Directo a portería

En un mundo dominado por FIFA y Pro Evolution Soccer, hay quien todavía se atreve a sacar otras propuestas futboleras. En este caso se trata de un título muy de bolsillo desarrollado por Gameloft.

Gameloft es una compañía famosa por desarrollar juegos para teléfonos móviles y portátiles (sus títulos fueron de lo mejor que en su día pasó por la olvidada N-Gage de Nokia). Pero además de adaptar a portátiles juegos como Splinter Cell o de desarrollar sagas como Asphalt, la compañía también ha apostado de vez en cuando por algún que otro simulador futbolístico. En este caso Real Football, una serie que da el salto a Nintendo DS después de triunfar en los teléfonos móviles.

Sin rodeos

Como es lógico, Real Football 2008 es un juego de fútbol sencillo, nacido para ir al grano.

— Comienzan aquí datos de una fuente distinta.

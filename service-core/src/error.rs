use std::collections::BTreeMap;

use axum::{
    Json,
    http::StatusCode,
    response::{IntoResponse, Response},
};
use serde::Serialize;
use thiserror::Error;

#[derive(Debug, Error)]
pub enum AppError {
    #[error("Validation error: {0}")]
    ValidationError(#[from] validator::ValidationErrors),

    /// One or more request parameters failed schema validation.
    /// Keys are parameter names, values the reason each was rejected.
    #[error("Invalid parameter(s): {}", param_names(.0))]
    InvalidParams(BTreeMap<String, String>),

    #[error("Bad request: {0}")]
    BadRequest(anyhow::Error),

    #[error("Internal server error: {0}")]
    InternalError(#[from] anyhow::Error),

    #[error("Data source error: {0}")]
    DataSourceError(anyhow::Error),

    #[error("Configuration error: {0}")]
    ConfigError(anyhow::Error),
}

fn param_names(params: &BTreeMap<String, String>) -> String {
    params.keys().cloned().collect::<Vec<_>>().join(", ")
}

impl AppError {
    pub fn status_code(&self) -> StatusCode {
        match self {
            AppError::ValidationError(_) => StatusCode::UNPROCESSABLE_ENTITY,
            AppError::InvalidParams(_) | AppError::BadRequest(_) => StatusCode::BAD_REQUEST,
            AppError::InternalError(_)
            | AppError::DataSourceError(_)
            | AppError::ConfigError(_) => StatusCode::INTERNAL_SERVER_ERROR,
        }
    }
}

impl From<config::ConfigError> for AppError {
    fn from(err: config::ConfigError) -> Self {
        AppError::ConfigError(anyhow::Error::new(err))
    }
}

impl From<std::io::Error> for AppError {
    fn from(err: std::io::Error) -> Self {
        AppError::InternalError(anyhow::Error::new(err))
    }
}

impl From<serde_json::Error> for AppError {
    fn from(err: serde_json::Error) -> Self {
        AppError::DataSourceError(anyhow::Error::new(err))
    }
}

impl IntoResponse for AppError {
    fn into_response(self) -> Response {
        #[derive(Serialize)]
        struct ErrorResponse {
            error: String,
            #[serde(skip_serializing_if = "Option::is_none")]
            details: Option<String>,
            #[serde(skip_serializing_if = "Option::is_none")]
            params: Option<BTreeMap<String, String>>,
        }

        let status = self.status_code();
        let error_message = self.to_string();

        let (error, details, params) = match self {
            AppError::ValidationError(err) => {
                ("Validation error".to_string(), Some(err.to_string()), None)
            }
            AppError::InvalidParams(params) => {
                let details = params
                    .iter()
                    .map(|(name, reason)| format!("{}: {}", name, reason))
                    .collect::<Vec<_>>()
                    .join("; ");
                (error_message, Some(details), Some(params))
            }
            AppError::BadRequest(err) => (err.to_string(), None, None),
            AppError::InternalError(err) => (
                "Internal server error".to_string(),
                Some(format!("{:#?}", err)),
                None,
            ),
            AppError::DataSourceError(err) => {
                ("Data source error".to_string(), Some(err.to_string()), None)
            }
            AppError::ConfigError(err) => (
                "Configuration error".to_string(),
                Some(err.to_string()),
                None,
            ),
        };

        if status.is_server_error() {
            tracing::error!(status = %status, error = %error, details = ?details, "Request failed");
        } else {
            tracing::debug!(status = %status, error = %error, "Request rejected");
        }

        (
            status,
            Json(ErrorResponse {
                error,
                details,
                params,
            }),
        )
            .into_response()
    }
}
use axum::body::Body;
use axum::http::{HeaderValue, Request as HttpRequest};
use axum::{extract::Request, middleware::Next, response::Response};
use tower_http::classify::{ServerErrorsAsFailures, SharedClassifier};
use tower_http::trace::TraceLayer;
use tracing::Span;
use uuid::Uuid;

pub const REQUEST_ID_HEADER: &str = "x-request-id";

/// Propagates the caller's `x-request-id`, or mints one, on both the request
/// and the response.
pub async fn request_id_middleware(mut req: Request, next: Next) -> Response {
    let request_id = req
        .headers()
        .get(REQUEST_ID_HEADER)
        .and_then(|h| h.to_str().ok())
        .map(|s| s.to_string())
        .unwrap_or_else(|| Uuid::new_v4().to_string());

    if let Ok(header_value) = HeaderValue::from_str(&request_id) {
        req.headers_mut().insert(REQUEST_ID_HEADER, header_value);
    }

    let mut response = next.run(req).await;

    if let Ok(header_value) = HeaderValue::from_str(&request_id) {
        response
            .headers_mut()
            .insert(REQUEST_ID_HEADER, header_value);
    }

    response
}

fn make_request_span(request: &HttpRequest<Body>) -> Span {
    let request_id = request
        .headers()
        .get(REQUEST_ID_HEADER)
        .and_then(|value| value.to_str().ok())
        .unwrap_or("-");

    tracing::info_span!(
        "http_request",
        request_id = %request_id,
        method = %request.method(),
        uri = %request.uri(),
        version = ?request.version(),
    )
}

/// `TraceLayer` whose span carries the request id set by
/// [`request_id_middleware`]. Layer it inside the request id middleware.
pub fn http_trace_layer()
-> TraceLayer<SharedClassifier<ServerErrorsAsFailures>, fn(&HttpRequest<Body>) -> Span> {
    TraceLayer::new_for_http().make_span_with(make_request_span as fn(&HttpRequest<Body>) -> Span)
}
//! Declarative descriptions of report items and accepted query parameters.
//!
//! An [`ItemSchema`] says which fields a report row carries and in which
//! [`Context`] each is visible. A [`CollectionParams`] list is the complete
//! set of query parameters an endpoint accepts; nothing outside it is ever
//! read from the request.

use serde::{Deserialize, Serialize};
use serde_json::{json, Map, Value};

pub const JSON_SCHEMA_DRAFT: &str = "http://json-schema.org/draft-04/schema#";

/// Output visibility mode.
#[derive(Debug, Clone, Copy, PartialEq, Eq, Hash, Serialize, Deserialize, Default)]
#[serde(rename_all = "lowercase")]
pub enum Context {
    #[default]
    View,
    Edit,
}

impl std::str::FromStr for Context {
    type Err = String;

    fn from_str(s: &str) -> Result<Self, Self::Err> {
        match s {
            "view" => Ok(Context::View),
            "edit" => Ok(Context::Edit),
            _ => Err(format!("Invalid context: {}", s)),
        }
    }
}

#[derive(Debug, Clone, Copy, PartialEq, Eq, Serialize)]
#[serde(rename_all = "lowercase")]
pub enum FieldType {
    Integer,
    Number,
    String,
    Boolean,
    Object,
    Array,
}

/// One property of a report item.
#[derive(Debug, Clone, PartialEq)]
pub struct FieldSchema {
    pub name: String,
    pub kind: FieldType,
    pub readonly: bool,
    pub context: Vec<Context>,
    pub description: String,
}

impl FieldSchema {
    /// Read-only field visible in both contexts.
    pub fn new(name: impl Into<String>, kind: FieldType, description: impl Into<String>) -> Self {
        Self {
            name: name.into(),
            kind,
            readonly: true,
            context: vec![Context::View, Context::Edit],
            description: description.into(),
        }
    }

    pub fn with_context(mut self, context: &[Context]) -> Self {
        self.context = context.to_vec();
        self
    }

    pub fn visible_in(&self, context: Context) -> bool {
        self.context.contains(&context)
    }

    fn to_json(&self) -> Value {
        json!({
            "type": self.kind,
            "readonly": self.readonly,
            "context": self.context,
            "description": self.description,
        })
    }
}

#[derive(Debug, Clone, PartialEq)]
pub struct ItemSchema {
    pub title: String,
    pub properties: Vec<FieldSchema>,
}

impl ItemSchema {
    pub fn new(title: impl Into<String>) -> Self {
        Self {
            title: title.into(),
            properties: Vec::new(),
        }
    }

    pub fn field(mut self, field: FieldSchema) -> Self {
        self.properties.push(field);
        self
    }

    pub fn get(&self, name: &str) -> Option<&FieldSchema> {
        self.properties.iter().find(|f| f.name == name)
    }

    /// Drops every declared field that is not visible in `context`.
    /// Keys the schema does not declare are left untouched.
    pub fn filter_by_context(&self, mut data: Map<String, Value>, context: Context) -> Map<String, Value> {
        for field in &self.properties {
            if !field.visible_in(context) {
                data.remove(&field.name);
            }
        }
        data
    }

    pub fn to_json(&self) -> Value {
        let properties: Map<String, Value> = self
            .properties
            .iter()
            .map(|f| (f.name.clone(), f.to_json()))
            .collect();

        json!({
            "$schema": JSON_SCHEMA_DRAFT,
            "title": self.title,
            "type": "object",
            "properties": properties,
        })
    }
}

/// Type and bounds of a single query parameter.
#[derive(Debug, Clone, PartialEq)]
pub enum ParamKind {
    Integer {
        minimum: Option<i64>,
        maximum: Option<i64>,
    },
    Enum {
        values: Vec<String>,
    },
    DateTime,
    IdList,
    Boolean,
}

/// Rewrite applied to a parameter value once it has passed validation.
#[derive(Debug, Clone, Copy, PartialEq, Eq)]
pub enum Sanitizer {
    /// Absolute integer value.
    AbsInt,
    /// Absolute ids, duplicates removed, first occurrence kept.
    ParseIdList,
    /// `true|1|yes` to `true`, everything else to `false`.
    StringToBool,
}

impl Sanitizer {
    pub fn as_str(&self) -> &'static str {
        match self {
            Sanitizer::AbsInt => "absint",
            Sanitizer::ParseIdList => "parse_id_list",
            Sanitizer::StringToBool => "string_to_bool",
        }
    }
}

#[derive(Debug, Clone, PartialEq)]
pub struct ParamSchema {
    pub name: String,
    pub description: String,
    pub kind: ParamKind,
    pub default: Option<Value>,
    pub sanitize: Option<Sanitizer>,
}

impl ParamSchema {
    fn new(name: impl Into<String>, description: impl Into<String>, kind: ParamKind) -> Self {
        let sanitize = match &kind {
            ParamKind::Integer { .. } => Some(Sanitizer::AbsInt),
            ParamKind::IdList => Some(Sanitizer::ParseIdList),
            ParamKind::Boolean => Some(Sanitizer::StringToBool),
            ParamKind::Enum { .. } | ParamKind::DateTime => None,
        };
        Self {
            name: name.into(),
            description: description.into(),
            kind,
            default: None,
            sanitize,
        }
    }

    pub fn integer(
        name: impl Into<String>,
        description: impl Into<String>,
        minimum: Option<i64>,
        maximum: Option<i64>,
    ) -> Self {
        Self::new(name, description, ParamKind::Integer { minimum, maximum })
    }

    pub fn enumeration(
        name: impl Into<String>,
        description: impl Into<String>,
        values: &[&str],
    ) -> Self {
        let values = values.iter().map(|v| v.to_string()).collect();
        Self::new(name, description, ParamKind::Enum { values })
    }

    pub fn date_time(name: impl Into<String>, description: impl Into<String>) -> Self {
        Self::new(name, description, ParamKind::DateTime)
    }

    pub fn id_list(name: impl Into<String>, description: impl Into<String>) -> Self {
        Self::new(name, description, ParamKind::IdList)
    }

    pub fn boolean(name: impl Into<String>, description: impl Into<String>) -> Self {
        Self::new(name, description, ParamKind::Boolean)
    }

    pub fn with_default(mut self, default: Value) -> Self {
        self.default = Some(default);
        self
    }

    /// Overrides the sanitiser implied by the kind; `None` keeps the
    /// validated value as is.
    pub fn with_sanitizer(mut self, sanitize: Option<Sanitizer>) -> Self {
        self.sanitize = sanitize;
        self
    }

    fn to_json(&self) -> Value {
        let mut arg = Map::new();
        arg.insert("description".into(), json!(self.description));

        match &self.kind {
            ParamKind::Integer { minimum, maximum } => {
                arg.insert("type".into(), json!("integer"));
                if let Some(min) = minimum {
                    arg.insert("minimum".into(), json!(min));
                }
                if let Some(max) = maximum {
                    arg.insert("maximum".into(), json!(max));
                }
            }
            ParamKind::Enum { values } => {
                arg.insert("type".into(), json!("string"));
                arg.insert("enum".into(), json!(values));
            }
            ParamKind::DateTime => {
                arg.insert("type".into(), json!("string"));
                arg.insert("format".into(), json!("date-time"));
            }
            ParamKind::IdList => {
                arg.insert("type".into(), json!("array"));
                arg.insert("items".into(), json!({ "type": "integer" }));
            }
            ParamKind::Boolean => {
                arg.insert("type".into(), json!("boolean"));
            }
        }

        if let Some(default) = &self.default {
            arg.insert("default".into(), default.clone());
        }
        if let Some(sanitize) = self.sanitize {
            arg.insert("sanitize".into(), json!(sanitize.as_str()));
        }

        Value::Object(arg)
    }
}

/// Ordered set of accepted query parameters.
#[derive(Debug, Clone, Default, PartialEq)]
pub struct CollectionParams {
    params: Vec<ParamSchema>,
}

impl CollectionParams {
    pub fn new() -> Self {
        Self::default()
    }

    /// Adds `param`, replacing any existing parameter with the same name
    /// in place.
    pub fn with(mut self, param: ParamSchema) -> Self {
        match self.params.iter_mut().find(|p| p.name == param.name) {
            Some(existing) => *existing = param,
            None => self.params.push(param),
        }
        self
    }

    pub fn get(&self, name: &str) -> Option<&ParamSchema> {
        self.params.iter().find(|p| p.name == name)
    }

    pub fn iter(&self) -> impl Iterator<Item = &ParamSchema> {
        self.params.iter()
    }

    pub fn names(&self) -> Vec<&str> {
        self.params.iter().map(|p| p.name.as_str()).collect()
    }

    pub fn to_json(&self) -> Value {
        let args: Map<String, Value> = self
            .params
            .iter()
            .map(|p| (p.name.clone(), p.to_json()))
            .collect();
        Value::Object(args)
    }
}

#[cfg(test)]
mod tests {
    use super::*;

    fn schema() -> ItemSchema {
        ItemSchema::new("report_test")
            .field(FieldSchema::new("id", FieldType::Integer, "Id."))
            .field(
                FieldSchema::new("cost", FieldType::Number, "Internal cost.")
                    .with_context(&[Context::Edit]),
            )
    }

    fn row() -> Map<String, Value> {
        json!({ "id": 7, "cost": 1.5, "undeclared": true })
            .as_object()
            .cloned()
            .unwrap()
    }

    #[test]
    fn view_context_strips_edit_only_fields() {
        let filtered = schema().filter_by_context(row(), Context::View);
        assert_eq!(filtered.get("id"), Some(&json!(7)));
        assert!(!filtered.contains_key("cost"));
        assert_eq!(filtered.get("undeclared"), Some(&json!(true)));
    }

    #[test]
    fn edit_context_keeps_all_declared_fields() {
        let filtered = schema().filter_by_context(row(), Context::Edit);
        assert!(filtered.contains_key("id"));
        assert!(filtered.contains_key("cost"));
    }

    #[test]
    fn item_schema_renders_json_schema_document() {
        let doc = schema().to_json();
        assert_eq!(doc["$schema"], JSON_SCHEMA_DRAFT);
        assert_eq!(doc["title"], "report_test");
        assert_eq!(doc["properties"]["cost"]["type"], "number");
        assert_eq!(doc["properties"]["cost"]["context"], json!(["edit"]));
        assert_eq!(doc["properties"]["id"]["readonly"], true);
    }

    #[test]
    fn with_replaces_parameter_in_place() {
        let params = CollectionParams::new()
            .with(ParamSchema::enumeration("orderby", "Sort.", &["date"]))
            .with(ParamSchema::boolean("flag", "Flag."))
            .with(ParamSchema::enumeration("orderby", "Sort.", &["date", "total"]));

        assert_eq!(params.names(), vec!["orderby", "flag"]);
        assert_eq!(
            params.get("orderby").map(|p| &p.kind),
            Some(&ParamKind::Enum {
                values: vec!["date".to_string(), "total".to_string()]
            })
        );
    }

    #[test]
    fn collection_params_render_constraints() {
        let params = CollectionParams::new()
            .with(ParamSchema::integer("per_page", "Page size.", Some(1), Some(100)).with_default(json!(10)))
            .with(ParamSchema::id_list("products", "Ids."))
            .with(ParamSchema::boolean("extended", "Extended."))
            .with(ParamSchema::enumeration("order", "Order.", &["asc", "desc"]))
            .with(ParamSchema::date_time("after", "After."));

        let doc = params.to_json();
        assert_eq!(doc["per_page"]["minimum"], 1);
        assert_eq!(doc["per_page"]["maximum"], 100);
        assert_eq!(doc["per_page"]["default"], 10);
        assert_eq!(doc["per_page"]["sanitize"], "absint");
        assert_eq!(doc["products"]["items"]["type"], "integer");
        assert_eq!(doc["products"]["sanitize"], "parse_id_list");
        assert_eq!(doc["extended"]["sanitize"], "string_to_bool");
        assert!(doc["order"].get("sanitize").is_none());
        assert_eq!(doc["after"]["format"], "date-time");
        assert!(doc["after"].get("default").is_none());
        assert!(doc["after"].get("sanitize").is_none());
    }
}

Es decir, que en él no busquéis grandes alardes, sino más bien partidos accesibles para echarse una partida en cualquier parte. Al fin y al cabo con ese propósito nació la serie hace años. Así pues, estamos ante un juego muy fácil de jugar, ya que con apenas unos pocos botones tiramos, pasamos y hacemos todo tipo de acciones. Al igual que sucede en Pro Evolution Soccer, en función de la presión que ejerzamos sobre dichos botones el esférico es lanzado con más o menos fuerza por nuestros jugadores.

Aunque el título cuenta con varios niveles de dificultad, lo cierto es que se trata de un juego bastante sencillo de dominar, en parte porque los rivales no nos ponen las cosas demasiado difíciles. Algo positivo para los más principiantes en el género, pero que puede ser un paseo por el parque para los veteranos. Especialmente a la hora de batir a los porteros. En ese sentido, Real Football 2008 recuerda a los simuladores de la época de los ocho y dieciséis bits, en los que uno era infalible a medida que le pillaba “el truquillo” a la máquina.

Aún así, el juego tiene sus propias características, algunas realmente curiosas. Además de aprovechar la pantalla táctil en algunos aspectos como los penaltis, también hace lo propio con el micrófono de la consola. ¿Y para qué? Pues sorprendente: ¡se puede gritar a los árbitros para presionarles tras una acción polémica! Pero esto tiene su lado peligroso, ya que igual podemos asustarles un poco y que rebajen su castigo para nuestro jugador, que tomarla con nosotros y provocar un mal mayor. Igual que en los partidos de verdad, vaya.

Por lo demás, el juego cuenta con un amplio número de equipos y modos, si bien es cierto que no tiene licencias oficiales. Pero bueno, tampoco es que los jugadores “inventados” sean muy difíciles de reconocer, la verdad. En definitiva, estamos ante un título de fútbol bastante básico y para nada profundo, que simplemente tiene el cometido de colmar las ansias de gol de los usuarios de Nintendo DS.